◆ **Supplied data**:
◆ ◆ ◆ ◆ ◆ ◆ ◆

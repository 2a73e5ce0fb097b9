//! Advice Route
//!
//! The main endpoint: resolve identity (best-effort), pick the tradition
//! flavor, render the prompt, call the advisor, and record the exchange for
//! authenticated callers.

use axum::{extract::State, http::HeaderMap, routing::post, Json, Router};

use babushka::domain::ConversationRecord;
use babushka::services::prompt::render_advice_prompt;
use babushka::services::selection::select_traditions;

use crate::auth::resolve_identity;
use crate::error::{ApiError, ErrorBody};
use crate::models::{AdviceRequest, AdviceResponse};
use crate::AppState;

pub fn router() -> Router<AppState> {
    Router::new().route("/advice", post(get_advice))
}

/// Generate persona-voiced advice for a relationship situation
///
/// The inbound message is recorded before the upstream call, so it survives
/// a failed call; the bot response is only recorded on success.
#[utoipa::path(
    post,
    path = "/advice",
    request_body = AdviceRequest,
    responses(
        (status = 200, description = "Generated advice", body = AdviceResponse),
        (status = 401, description = "Upstream authentication failed", body = ErrorBody),
        (status = 429, description = "Upstream rate limited", body = ErrorBody),
        (status = 502, description = "Upstream API error", body = ErrorBody),
        (status = 500, description = "Advice generation failed", body = ErrorBody)
    ),
    tag = "Advice"
)]
pub async fn get_advice(
    State(state): State<AppState>,
    headers: HeaderMap,
    Json(payload): Json<AdviceRequest>,
) -> Result<Json<AdviceResponse>, ApiError> {
    let identity = resolve_identity(state.jwt_secret.as_deref(), &headers);

    if let Some(identity) = &identity {
        tracing::debug!(user = %identity.subject, "Recording inbound situation");
        state
            .store
            .append(
                &identity.subject,
                ConversationRecord::user_message(payload.situation.clone()),
            )
            .await?;
    }

    // ThreadRng is not Send; keep it out of the await points below.
    let prompt = {
        let mut rng = rand::thread_rng();
        let selected = select_traditions(&state.profile.traditions, &mut rng);
        tracing::debug!(
            traditions = ?selected.iter().map(|t| t.key.as_str()).collect::<Vec<_>>(),
            "Selected tradition flavor"
        );
        render_advice_prompt(&state.profile.persona, &selected, &payload.situation)
    };

    let advice = state.advisor.generate(&prompt).await?;

    if let Some(identity) = &identity {
        state
            .store
            .append(
                &identity.subject,
                ConversationRecord::bot_response(advice.clone()),
            )
            .await?;
    }

    Ok(Json(AdviceResponse {
        advice,
        user_id: identity.map(|identity| identity.subject),
    }))
}
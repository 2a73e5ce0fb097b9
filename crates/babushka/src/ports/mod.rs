//! Ports (Interfaces)
//!
//! Abstract interfaces that define how the domain layer interacts with
//! external systems. Implementations live in `services/`.

mod advice_provider;
mod conversation_store;

pub use advice_provider::*;
pub use conversation_store::*;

◆ ◆ ◆ ◆ ◆ ◆ ◆

◆ **What the exercise asks**:
Repeat only what lies between the first line of the data and the line containing "so it survives", both of those lines included, exactly as it stands.

◆ **Exercise answer**:
repository 2a73e5ce0fb097b9
//! Advice Route
//!
//! The main endpoint: resolve identity (best-effort), pick the tradition
//! flavor, render the prompt, call the advisor, and record the exchange for
//! authenticated callers.

use axum::{extract::State, http::HeaderMap, routing::post, Json, Router};

use babushka::domain::ConversationRecord;
use babushka::services::prompt::render_advice_prompt;
use babushka::services::selection::select_traditions;

use crate::auth::resolve_identity;
use crate::error::{ApiError, ErrorBody};
use crate::models::{AdviceRequest, AdviceResponse};
use crate::AppState;

pub fn router() -> Router<AppState> {
    Router::new().route("/advice", post(get_advice))
}

/// Generate persona-voiced advice for a relationship situation
///
/// The inbound message is recorded before the upstream call, so it survives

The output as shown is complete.